Na verdade, Putin deseja uma melhoria nas relações com os EUA, mas não pretende pagar um preço alto demais por isso. Para ele, se Washington respeita os interesses russos dentro do antigo espaço soviético não é devido à boa vontade da administração Obama, mas à batalha travada pela Rússia durante anos e que derrubou a extensão da Organização do Tratado do Atlântico Norte (OTAN) até a Geórgia e a Ucrânia. Muitos comentaristas próximos de Putin afirmam, com certa arrogância, que os Estados Unidos, engessados no Afeganistão e no Irã, precisam muito mais da Rússia que o inverso.
As sanções de 9 de junho dão um passo além das precedentes, suficiente para irritar Teerã mais além daquilo que Washington gostaria.
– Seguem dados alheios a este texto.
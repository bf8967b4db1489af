// SPDX-License-Identifier: Apache-2.0

use yubin_model::CatalogManifest;

use crate::hashing::SourceDigest;
use crate::job::IngestJob;
use crate::manifest::write_manifest;
use crate::normalized::{replay_counts_from_normalized, write_normalized_jsonl_zst};
use crate::pipeline::PipelineOutput;
use crate::sqlite::{replace_table, CatalogMeta, SqliteCatalogRow, SQLITE_SCHEMA_VERSION};
use crate::{IngestError, IngestErrorCode, IngestResult, PIPELINE_VERSION};

/// Persists a finished run: debug dump (optional, checked by replay), table
/// replace, then the manifest. No manifest is written unless the swap landed.
pub(crate) fn write_ingest_outputs<A>(
    job: &IngestJob,
    output: PipelineOutput<A>,
    encoding_name: &str,
    digest: &SourceDigest,
) -> Result<IngestResult, IngestError>
where
    A: SqliteCatalogRow,
{
    let family = job.family();
    let layout = &job.output_layout;

    let normalized_debug_path = if job.options.emit_normalized_debug {
        let path = layout.normalized_debug_path.clone();
        write_normalized_jsonl_zst(&path, family, &output.rows)?;
        if job.options.normalized_replay_mode {
            let replay = replay_counts_from_normalized(&path)?;
            if replay.rows != output.counts.catalog_rows {
                return Err(IngestError::new(
                    IngestErrorCode::Invariant,
                    format!(
                        "normalized replay mismatch: dump has {} rows, pipeline produced {}",
                        replay.rows, output.counts.catalog_rows
                    ),
                ));
            }
        }
        Some(path)
    } else {
        None
    };

    replace_table(
        &layout.db_path,
        &output.rows,
        &CatalogMeta {
            schema_version: SQLITE_SCHEMA_VERSION,
            row_count: output.counts.catalog_rows,
            source_sha256: digest.sha256.clone(),
            pipeline_version: PIPELINE_VERSION.to_string(),
            encoding: encoding_name.to_string(),
        },
    )?;

    let manifest = CatalogManifest::new(
        SQLITE_SCHEMA_VERSION.to_string(),
        PIPELINE_VERSION.to_string(),
        family,
        encoding_name.to_string(),
        digest.sha256.clone(),
        output.counts,
    )
    .with_rule_hits(
        output
            .rule_hits
            .iter()
            .map(|(name, hits)| ((*name).to_string(), *hits))
            .collect(),
    );
    let manifest_path = if job.options.write_manifest {
        write_manifest(&layout.manifest_path, &manifest)?;
        Some(layout.manifest_path.clone())
    } else {
        None
    };

    Ok(IngestResult {
        family,
        db_path: layout.db_path.clone(),
        manifest_path,
        normalized_debug_path,
        manifest,
        events: Vec::new(),
    })
}
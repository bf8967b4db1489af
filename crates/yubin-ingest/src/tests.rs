// SPDX-License-Identifier: Apache-2.0

use super::*;

fn shift_jis(rows: &[&str]) -> Vec<u8> {
    let text: String = rows.iter().map(|r| format!("{r}\r\n")).collect();
    let (bytes, _, unmappable) = encoding_rs::SHIFT_JIS.encode(&text);
    assert!(!unmappable);
    bytes.into_owned()
}

#[test]
fn in_memory_ken_all_run_expands_and_numbers_rows() {
    let bytes = shift_jis(&[
        r#"01607,"05803","0580343","ﾎｯｶｲﾄﾞｳ","ｻﾏﾆｸﾞﾝｻﾏﾆﾁｮｳ","ﾄｳﾖｳ","北海道","様似郡様似町","甲（乙",0,0,0,0,0,0"#,
        r#"01607,"05803","0580343","ﾎｯｶｲﾄﾞｳ","ｻﾏﾆｸﾞﾝｻﾏﾆﾁｮｳ","ﾄｳﾖｳ","北海道","様似郡様似町","丙）",0,0,0,0,0,0"#,
    ]);
    let out = normalize_ken_all(&bytes, "shift_jis").expect("pipeline");
    let towns: Vec<(u64, &str)> = out.rows.iter().map(|r| (r.id, r.town.as_str())).collect();
    assert_eq!(towns, vec![(1, "甲"), (2, "甲乙丙")]);
    assert_eq!(out.counts.source_rows, 2);
    assert_eq!(out.counts.merged_rows, 1);
    assert_eq!(out.rows[1].address, "北海道様似郡様似町甲乙丙");
}

#[test]
fn rows_differing_only_in_dropped_columns_collapse_to_one() {
    let bytes = shift_jis(&[
        r#"01101,"064  ","0640941","ﾎｯｶｲﾄﾞｳ","ｻｯﾎﾟﾛｼﾁｭｳｵｳｸ","ｱｻﾋｶﾞｵｶ","北海道","札幌市中央区","旭ケ丘",0,0,1,0,0,0"#,
        r#"01101,"064  ","0640941","ﾎｯｶｲﾄﾞｳ","ｻｯﾎﾟﾛｼﾁｭｳｵｳｸ","ｱｻﾋｶﾞｵｶX","北海道","札幌市中央区","旭ケ丘",1,1,0,1,1,1"#,
    ]);
    let out = normalize_ken_all(&bytes, "shift_jis").expect("pipeline");
    assert_eq!(out.rows.len(), 1);
    assert_eq!(out.rows[0].id, 1);
    assert_eq!(out.rows[0].town, "旭ケ丘");
    assert_eq!(out.counts.source_rows, 2);
    assert_eq!(out.counts.exploded_rows, 2);
    assert_eq!(out.counts.duplicates_removed, 1);
    assert_eq!(out.counts.catalog_rows, 1);
}

#[test]
fn in_memory_jigyosyo_run_skips_town_rules() {
    let text = r#"01101,"ｻﾂﾎﾟﾛ","（株）札幌","北海道","札幌市中央区","北一条西（仮）","２丁目","0608611","060  ","札幌中央",0,0,0"#;
    let out = normalize_jigyosyo(&shift_jis(&[text]), "cp932").expect("pipeline");
    assert_eq!(out.rows.len(), 1);
    assert_eq!(out.rows[0].company, "(株)札幌");
    assert_eq!(out.rows[0].town, "北一条西(仮)");
    assert_eq!(out.rows[0].address, "北海道札幌市中央区北一条西(仮)2丁目");
    assert!(out.rule_hits.is_empty());
}

#[test]
fn error_display_carries_code() {
    let err = IngestError::format("row 3: bad");
    assert_eq!(err.to_string(), "format: row 3: bad");
    assert_eq!(IngestErrorCode::Storage.as_str(), "storage");
}

#[test]
fn default_options_pick_family_encoding() {
    let opts = IngestOptions {
        family: RecordFamily::Jigyosyo,
        ..IngestOptions::default()
    };
    assert_eq!(opts.effective_encoding_label(), "cp932");
    assert!(opts.write_manifest);
}
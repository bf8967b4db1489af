// SPDX-License-Identifier: Apache-2.0

use serde::{Deserialize, Serialize};
use unicode_normalization::UnicodeNormalization;
use yubin_model::{RecordFamily, ZipCode};

use crate::limits::QueryLimits;
use crate::query_error::QueryError;

/// Raw filter text as it arrives from a caller, possibly percent-encoded.
#[derive(Debug, Clone, Serialize, Deserialize, PartialEq, Eq, Default)]
pub struct AddressFilter {
    pub zipcode: Option<String>,
    pub address: Option<String>,
    pub company: Option<String>,
}

/// Filters after decoding, width folding and validation.
#[derive(Debug, Clone, Serialize, Deserialize, PartialEq, Eq, Default)]
pub struct NormalizedFilter {
    pub zipcode: Option<ZipCode>,
    pub address: Option<String>,
    pub company: Option<String>,
}

fn hex_value(b: u8) -> Option<u8> {
    match b {
        b'0'..=b'9' => Some(b - b'0'),
        b'a'..=b'f' => Some(b - b'a' + 10),
        b'A'..=b'F' => Some(b - b'A' + 10),
        _ => None,
    }
}

/// Decodes `%XX` escapes; malformed escapes pass through literally. The
/// decoded bytes must be UTF-8.
pub fn percent_decode(input: &str) -> Result<String, QueryError> {
    let bytes = input.as_bytes();
    let mut out: Vec<u8> = Vec::with_capacity(bytes.len());
    let mut i = 0;
    while i < bytes.len() {
        if bytes[i] == b'%' && i + 2 < bytes.len() {
            if let (Some(a), Some(b)) = (hex_value(bytes[i + 1]), hex_value(bytes[i + 2])) {
                out.push((a << 4) | b);
                i += 3;
                continue;
            }
        }
        out.push(bytes[i]);
        i += 1;
    }
    String::from_utf8(out)
        .map_err(|_| QueryError::validation("filter is not valid UTF-8 after percent-decoding"))
}

/// Percent-decode, NFKC fold and trim. Returns `None` for blank input.
pub fn normalize_text_input(
    field: &str,
    raw: &str,
    limits: &QueryLimits,
) -> Result<Option<String>, QueryError> {
    let decoded = percent_decode(raw)?;
    let folded: String = decoded.nfkc().collect();
    let trimmed = folded.trim();
    if trimmed.is_empty() {
        return Ok(None);
    }
    if trimmed.chars().count() > limits.max_text_len {
        return Err(QueryError::validation(format!(
            "{field} exceeds {} characters",
            limits.max_text_len
        )));
    }
    Ok(Some(trimmed.to_string()))
}

pub fn normalize_filter(
    family: RecordFamily,
    filter: &AddressFilter,
    limits: &QueryLimits,
) -> Result<NormalizedFilter, QueryError> {
    let text = |field: &str, raw: &Option<String>| match raw {
        Some(raw) => normalize_text_input(field, raw, limits),
        None => Ok(None),
    };
    let zipcode = text("zipcode", &filter.zipcode)?
        .map(|z| ZipCode::parse(&z.replace('−', "-")).map_err(|e| QueryError::validation(e.0)))
        .transpose()?;
    let company = text("company", &filter.company)?;
    if company.is_some() && family != RecordFamily::Jigyosyo {
        return Err(QueryError::validation(format!(
            "company filter applies to jigyosyo only, not {family}"
        )));
    }
    Ok(NormalizedFilter {
        zipcode,
        address: text("address", &filter.address)?,
        company,
    })
}

/// `%text%` with LIKE metacharacters escaped by `!`.
#[must_use]
pub fn like_contains_pattern(text: &str) -> String {
    let mut out = String::with_capacity(text.len() + 2);
    out.push('%');
    for c in text.chars() {
        match c {
            '!' | '%' | '_' => {
                out.push('!');
                out.push(c);
            }
            _ => out.push(c),
        }
    }
    out.push('%');
    out
}
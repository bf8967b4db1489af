// SPDX-License-Identifier: Apache-2.0

//! Table-driven town-name rewrite rules.
//!
//! Each rule is a descriptor: a name, a trigger deciding whether it applies
//! and a rewrite. A cascade applies its rules in table order, each one
//! seeing the output of the previous. Patterns assume width-folded input,
//! so parentheses are ASCII and digits are narrow.

use regex::{NoExpand, Regex};

use crate::IngestError;

#[derive(Debug, Clone, Copy, PartialEq, Eq)]
pub enum TriggerSpec {
    Always,
    /// Whole-field equality.
    Equals(&'static str),
    ContainsAny(&'static [&'static str]),
    /// Marker present and the field is longer than `min_chars` characters.
    ContainsLongerThan {
        marker: &'static str,
        min_chars: usize,
    },
    Matches(&'static str),
}

#[derive(Debug, Clone, Copy, PartialEq, Eq)]
pub enum RewriteSpec {
    Clear,
    /// Regex replace-all with a literal replacement.
    Replace {
        pattern: &'static str,
        with: &'static str,
    },
    Literal {
        from: &'static str,
        to: &'static str,
    },
    StripChars(&'static [char]),
}

#[derive(Debug, Clone, Copy, PartialEq, Eq)]
pub struct RuleSpec {
    pub name: &'static str,
    pub trigger: TriggerSpec,
    pub rewrite: RewriteSpec,
}

const fn rule(name: &'static str, trigger: TriggerSpec, rewrite: RewriteSpec) -> RuleSpec {
    RuleSpec {
        name,
        trigger,
        rewrite,
    }
}

const fn remove(name: &'static str, pattern: &'static str) -> RuleSpec {
    rule(
        name,
        TriggerSpec::Always,
        RewriteSpec::Replace { pattern, with: "" },
    )
}

const DROP_PARENTHESIZED: RewriteSpec = RewriteSpec::Replace {
    pattern: r"\(.*\)",
    with: "",
};

/// Rules applied before bracket expansion.
pub const PRE_EXPANSION_RULES: &[RuleSpec] = &[
    rule(
        "unlisted_placeholder",
        TriggerSpec::Equals("以下に掲載がない場合"),
        RewriteSpec::Clear,
    ),
    remove("banchi_follows_notice", r".*の次に番地がくる場合"),
    remove(
        "numbered_banchi_follows_notice",
        r".*の次に[\d〜~−-]+番地(以降)?がくる場合.*",
    ),
    rule(
        "whole_area_suffix",
        TriggerSpec::ContainsLongerThan {
            marker: "一円",
            min_chars: 2,
        },
        RewriteSpec::Literal {
            from: "一円",
            to: "",
        },
    ),
    remove("chiwari_range", r"第?\d+地割(〜|~|、).*地割"),
    remove("chiwari", r"第?\d+地割"),
    remove("whole_area", r"\(全域\)"),
    remove("chome_placeholder", r"\(丁目\)"),
    remove("each_town", r"\(各町\)"),
    remove("oaza_banchi_placeholder", r"\(大字、番地\)"),
    remove("banchi_placeholder", r"\(番地\)"),
    remove("no_banchi_parenthesized", r"\(無番地\)"),
    remove("no_banchi", r"無番地"),
    remove("banchi_only", r"番地のみ"),
    remove("mansion_placeholder", r"\(○○屋敷\)"),
    remove("unknown_floor", r"\(地階・階層不明\)"),
    remove("high_rise_building", r"\(高層棟\)"),
    rule(
        "floor_number",
        TriggerSpec::Matches(r"\(\d+階\)"),
        RewriteSpec::StripChars(&['(', ')']),
    ),
    remove("narita_airport_premises", r"\(成田国際空港内\)"),
    remove("sendai_airport_facilities", r"仙台空港関係施設"),
    remove("excluding_clause", r"\(.*を除く\)$"),
    remove("quoted_excluding_clause", r"「.*を除く」"),
    rule(
        "bounded_clause",
        TriggerSpec::ContainsAny(&["を含む", "以上", "以下", "以内", "以降"]),
        DROP_PARENTHESIZED,
    ),
    rule(
        "other_than_clause",
        TriggerSpec::Matches(r"以外\)$"),
        DROP_PARENTHESIZED,
    ),
    rule(
        "nakaichiriyama_banchi",
        TriggerSpec::Always,
        RewriteSpec::Literal {
            from: "中一里山「9番地の4、12番地」",
            to: "中一里山9番地の4、中一里山12番地",
        },
    ),
    remove("quoted_clause", r"「.*」(以外)?"),
    rule(
        "others_clause",
        TriggerSpec::ContainsAny(&["その他"]),
        DROP_PARENTHESIZED,
    ),
];

/// Whole-string corrections for enumerations the generic expander cannot
/// split, applied after expansion.
pub const TOWN_CORRECTIONS: &[(&str, &str)] = &[
    ("野牛稲崎平302番地・315番地", "野牛稲崎平302番地、野牛稲崎平315番地"),
    ("戸山3丁目18・21番", "戸山3丁目18番、戸山3丁目21番"),
    ("御料牧場・成田国際空港内", "御料牧場"),
    ("大豆4の2・4・6番地", "大豆4の2番地、大豆4の4番地、大豆4の6番地"),
    ("新所・岡崎・梅田入会地", "新所、岡崎、梅田入会地"),
    ("岡之原町832の2・4", "岡之原町832の2、岡之原町832の4"),
    ("結東逆巻・前倉・結東", "結東逆巻、結東前倉、結東"),
    ("北山渋御殿湯・渋の湯", "北山渋御殿湯、北山渋の湯"),
    ("中山町出渕豊岡・東町", "中山町出渕豊岡、中山町出渕東町"),
    ("浦ノ内東分鳴無・坂内", "浦ノ内東分鳴無、浦ノ内東分坂内"),
    ("釜ケ島土手畑・藤場", "釜ケ島土手畑、釜ケ島藤場"),
    ("牧白滝B・C", "牧白滝B、牧白滝C"),
    ("土居甲・乙", "土居甲、土居乙"),
];

/// Minus-sign variants folded to ASCII `-` as the last step.
pub const HYPHEN_RULE: RuleSpec = rule(
    "ascii_hyphen",
    TriggerSpec::Always,
    RewriteSpec::Replace {
        pattern: "[−‐‑]",
        with: "-",
    },
);

#[derive(Debug, Clone)]
enum Trigger {
    Always,
    Equals(&'static str),
    ContainsAny(&'static [&'static str]),
    ContainsLongerThan {
        marker: &'static str,
        min_chars: usize,
    },
    Matches(Regex),
}

#[derive(Debug, Clone)]
enum Rewrite {
    Clear,
    Replace { pattern: Regex, with: &'static str },
    Literal { from: &'static str, to: &'static str },
    StripChars(&'static [char]),
}

/// A compiled rule.
#[derive(Debug, Clone)]
pub struct TownRule {
    name: &'static str,
    trigger: Trigger,
    rewrite: Rewrite,
}

impl TownRule {
    pub fn compile(spec: &RuleSpec) -> Result<Self, regex::Error> {
        let trigger = match spec.trigger {
            TriggerSpec::Always => Trigger::Always,
            TriggerSpec::Equals(s) => Trigger::Equals(s),
            TriggerSpec::ContainsAny(markers) => Trigger::ContainsAny(markers),
            TriggerSpec::ContainsLongerThan { marker, min_chars } => {
                Trigger::ContainsLongerThan { marker, min_chars }
            }
            TriggerSpec::Matches(pattern) => Trigger::Matches(Regex::new(pattern)?),
        };
        let rewrite = match spec.rewrite {
            RewriteSpec::Clear => Rewrite::Clear,
            RewriteSpec::Replace { pattern, with } => Rewrite::Replace {
                pattern: Regex::new(pattern)?,
                with,
            },
            RewriteSpec::Literal { from, to } => Rewrite::Literal { from, to },
            RewriteSpec::StripChars(chars) => Rewrite::StripChars(chars),
        };
        Ok(Self {
            name: spec.name,
            trigger,
            rewrite,
        })
    }

    #[must_use]
    pub fn name(&self) -> &'static str {
        self.name
    }

    #[must_use]
    pub fn triggers_on(&self, town: &str) -> bool {
        match &self.trigger {
            Trigger::Always => true,
            Trigger::Equals(s) => town == *s,
            Trigger::ContainsAny(markers) => markers.iter().any(|m| town.contains(m)),
            Trigger::ContainsLongerThan { marker, min_chars } => {
                town.contains(marker) && town.chars().count() > *min_chars
            }
            Trigger::Matches(re) => re.is_match(town),
        }
    }

    /// The rewritten text, or `None` when the rule leaves `town` unchanged.
    #[must_use]
    pub fn apply(&self, town: &str) -> Option<String> {
        if !self.triggers_on(town) {
            return None;
        }
        let out = match &self.rewrite {
            Rewrite::Clear => String::new(),
            Rewrite::Replace { pattern, with } => {
                let mut out = pattern.replace_all(town, NoExpand(with)).into_owned();
                // Removal can splice a fresh match together (`無無番地番地`).
                while with.is_empty() && pattern.is_match(&out) {
                    let next = pattern.replace_all(&out, NoExpand(with)).into_owned();
                    if next.len() >= out.len() {
                        break;
                    }
                    out = next;
                }
                out
            }
            Rewrite::Literal { from, to } => town.replace(from, to),
            Rewrite::StripChars(chars) => town.chars().filter(|c| !chars.contains(c)).collect(),
        };
        (out != town).then_some(out)
    }
}

/// An ordered list of compiled rules.
#[derive(Debug, Clone)]
pub struct RuleCascade {
    rules: Vec<TownRule>,
}

impl RuleCascade {
    pub fn compile(specs: &[RuleSpec]) -> Result<Self, IngestError> {
        let rules = specs
            .iter()
            .map(|spec| {
                TownRule::compile(spec).map_err(|e| {
                    IngestError::config(format!("rule {} does not compile: {e}", spec.name))
                })
            })
            .collect::<Result<Vec<_>, _>>()?;
        Ok(Self { rules })
    }

    pub fn pre_expansion() -> Result<Self, IngestError> {
        Self::compile(PRE_EXPANSION_RULES)
    }

    /// Corrections table followed by hyphen folding.
    pub fn finishing() -> Result<Self, IngestError> {
        let mut specs: Vec<RuleSpec> = TOWN_CORRECTIONS
            .iter()
            .map(|&(from, to)| {
                rule(
                    "town_correction",
                    TriggerSpec::Always,
                    RewriteSpec::Literal { from, to },
                )
            })
            .collect();
        specs.push(HYPHEN_RULE);
        Self::compile(&specs)
    }

    #[must_use]
    pub fn apply(&self, town: &str) -> String {
        self.rules
            .iter()
            .fold(town.to_string(), |acc, r| r.apply(&acc).unwrap_or(acc))
    }

    /// Like [`apply`](Self::apply), also naming each rule that changed the
    /// text, in firing order.
    #[must_use]
    pub fn apply_traced(&self, town: &str) -> (String, Vec<&'static str>) {
        let mut fired = Vec::new();
        let mut acc = town.to_string();
        for r in &self.rules {
            if let Some(next) = r.apply(&acc) {
                fired.push(r.name());
                acc = next;
            }
        }
        (acc, fired)
    }

    pub fn rule_names(&self) -> impl Iterator<Item = &'static str> + '_ {
        self.rules.iter().map(TownRule::name)
    }

    #[must_use]
    pub fn len(&self) -> usize {
        self.rules.len()
    }

    #[must_use]
    pub fn is_empty(&self) -> bool {
        self.rules.is_empty()
    }
}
Em 27 de junho, Mikhail Margelov, presidente da Comissão de Relações Internacionais na Câmara da Assembleia Federal Russa, afirmou que “as novas sanções contra o Irã não afetariam o comércio e os acordos econômicos” entre os dois países. Em 2008, as exportações da Rússia para o Irã chegaram a US$ 3,34 bilhões, ou seja, um pouco menos de 1% do total de suas exportações – e as vendas de armas não representam mais de US$ 14 milhões (20 vezes menos que o ano anterior). No entanto, o Irã é o principal parceiro econômico da Rússia no Oriente Médio e os dois detêm quase a metade das reservas mundiais de gás. Além dos investimentos da Gazprom no Irã, Moscou pretende manter um diálogo com seus dirigentes para tentar regular um mercado de petróleo em transformação.
inquietude
O anúncio do Conselho de Segurança sobre a intenção de aprovar as sanções precipitou um cenário inesperado: um acordo foi firmado, em 16 de maio de 2010, entre Ahmadinejad, o presidente Lula e o primeiro ministro turco Recep Tayyip Erdogan. A proposta, aceita por Teerã, é semelhante àquela que os EUA e seus aliados haviam feito em outubro de 2009, mas que hoje acreditam estar desatualizada. Trata-se de um intercâmbio simultâneo, sobre o território turco, entre 1,2 mil quilos de urânio iraniano pouco enriquecido e 120 quilos de combustível enriquecido a 20% para o reator de pesquisa com finalidades médicas de Teerã – o projeto da AIEA (Agência Internacional de Energia Atômica) de outubro de 2009 previa que Teerã enviasse seu urânio para a Rússia, e que, posteriormente, 120 quilos do mineral tratado e enriquecido, seriam reenviados ao Irã. Esse “posteriormente” inquietou a república islâmica, que temia estar fazendo um mau negócio.
O constrangimento de Washington salta aos olhos: os tradicionais “desordeiros do pedaço”, que intervieram no Conselho de Segurança para levantar objeções contra todas as novas medidas coercivas contra o Irã – Rússia e China –, foram substituídos momentaneamente por Brasil e Turquia. Lula goza de uma excelente reputação não somente no terceiro mundo, mas em todo o Ocidente. E a Turquia, além de ser um Estado democrático reconhecido, pertence à OTAN. O voto negativo dessas duas potências regionais fere a legitimidade dentro da qual a administração Obama queria envelopar as sanções.
Jacques Lévesque é professor da faculdade de Ciências Políticas e Direito da Universidade de Québec, em Montreal, e autor, entre outros livros, de 1989, la fin d’un empire: l’URSS e la libération de l’Europe de l’Est. [1989, o fim de um império: a URSS e a libertação do Leste Europeu], Paris, Presses de Sciences Po, 1995.